Raw data >>
━━━

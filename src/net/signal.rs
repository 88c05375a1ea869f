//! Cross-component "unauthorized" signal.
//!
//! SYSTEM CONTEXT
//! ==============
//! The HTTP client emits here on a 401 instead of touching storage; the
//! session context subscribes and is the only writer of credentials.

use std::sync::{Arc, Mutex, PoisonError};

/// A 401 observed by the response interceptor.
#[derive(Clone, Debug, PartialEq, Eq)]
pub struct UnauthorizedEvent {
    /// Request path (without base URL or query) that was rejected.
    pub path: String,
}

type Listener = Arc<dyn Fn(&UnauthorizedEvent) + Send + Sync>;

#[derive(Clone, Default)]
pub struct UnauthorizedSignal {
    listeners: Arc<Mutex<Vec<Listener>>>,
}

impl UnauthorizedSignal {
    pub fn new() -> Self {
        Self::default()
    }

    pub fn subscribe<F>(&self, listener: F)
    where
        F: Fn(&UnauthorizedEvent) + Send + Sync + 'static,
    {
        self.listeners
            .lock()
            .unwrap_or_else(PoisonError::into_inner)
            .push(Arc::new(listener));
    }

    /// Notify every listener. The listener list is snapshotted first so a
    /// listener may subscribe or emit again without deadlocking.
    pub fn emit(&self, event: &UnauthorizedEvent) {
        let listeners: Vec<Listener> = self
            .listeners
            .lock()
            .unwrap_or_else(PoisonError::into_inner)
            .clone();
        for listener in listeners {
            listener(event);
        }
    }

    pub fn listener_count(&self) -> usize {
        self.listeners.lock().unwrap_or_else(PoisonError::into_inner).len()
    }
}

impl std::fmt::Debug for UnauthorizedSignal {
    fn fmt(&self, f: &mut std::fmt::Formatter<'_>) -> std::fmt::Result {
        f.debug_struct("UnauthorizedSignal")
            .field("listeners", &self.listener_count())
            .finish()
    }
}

━━━

Without omitting anything, output the data verbatim.

Solution >>
filename src/net/signal.rs
repository 88c05375a1ea869f
//! Cross-component "unauthorized" signal.
//!
//! SYSTEM CONTEXT
//! ==============
//! The HTTP client emits here on a 401 instead of touching storage; the
//! session context subscribes and is the only writer of credentials.

use std::sync::{Arc, Mutex, PoisonError};

/// A 401 observed by the response interceptor.
#[derive(Clone, Debug, PartialEq, Eq)]
pub struct UnauthorizedEvent {
    /// Request path (without base URL or query) that was rejected.
    pub path: String,
}

type Listener = Arc<dyn Fn(&UnauthorizedEvent) + Send + Sync>;

#[derive(Clone, Default)]
pub struct UnauthorizedSignal {
    listeners: Arc<Mutex<Vec<Listener>>>,
}

impl UnauthorizedSignal {
    pub fn new() -> Self {
        Self::default()
    }

    pub fn subscribe<F>(&self, listener: F)
    where
        F: Fn(&UnauthorizedEvent) + Send + Sync + 'static,
    {
        self.listeners
            .lock()
            .unwrap_or_else(PoisonError::into_inner)
            .push(Arc::new(listener));
    }

    /// Notify every listener. The listener list is snapshotted first so a
    /// listener may subscribe or emit again without deadlocking.
    pub fn emit(&self, event: &UnauthorizedEvent) {
        let listeners: Vec<Listener> = self
            .listeners
            .lock()
            .unwrap_or_else(PoisonError::into_inner)
            .clone();
        for listener in listeners {
            listener(event);
        }
    }

    pub fn listener_count(&self) -> usize {
        self.listeners.lock().unwrap_or_else(PoisonError::into_inner).len()
    }
}

impl std::fmt::Debug for UnauthorizedSignal {
    fn fmt(&self, f: &mut std::fmt::Formatter<'_>) -> std::fmt::Result {
        f.debug_struct("UnauthorizedSignal")
            .field("listeners", &self.listener_count())
            .finish()
    }
}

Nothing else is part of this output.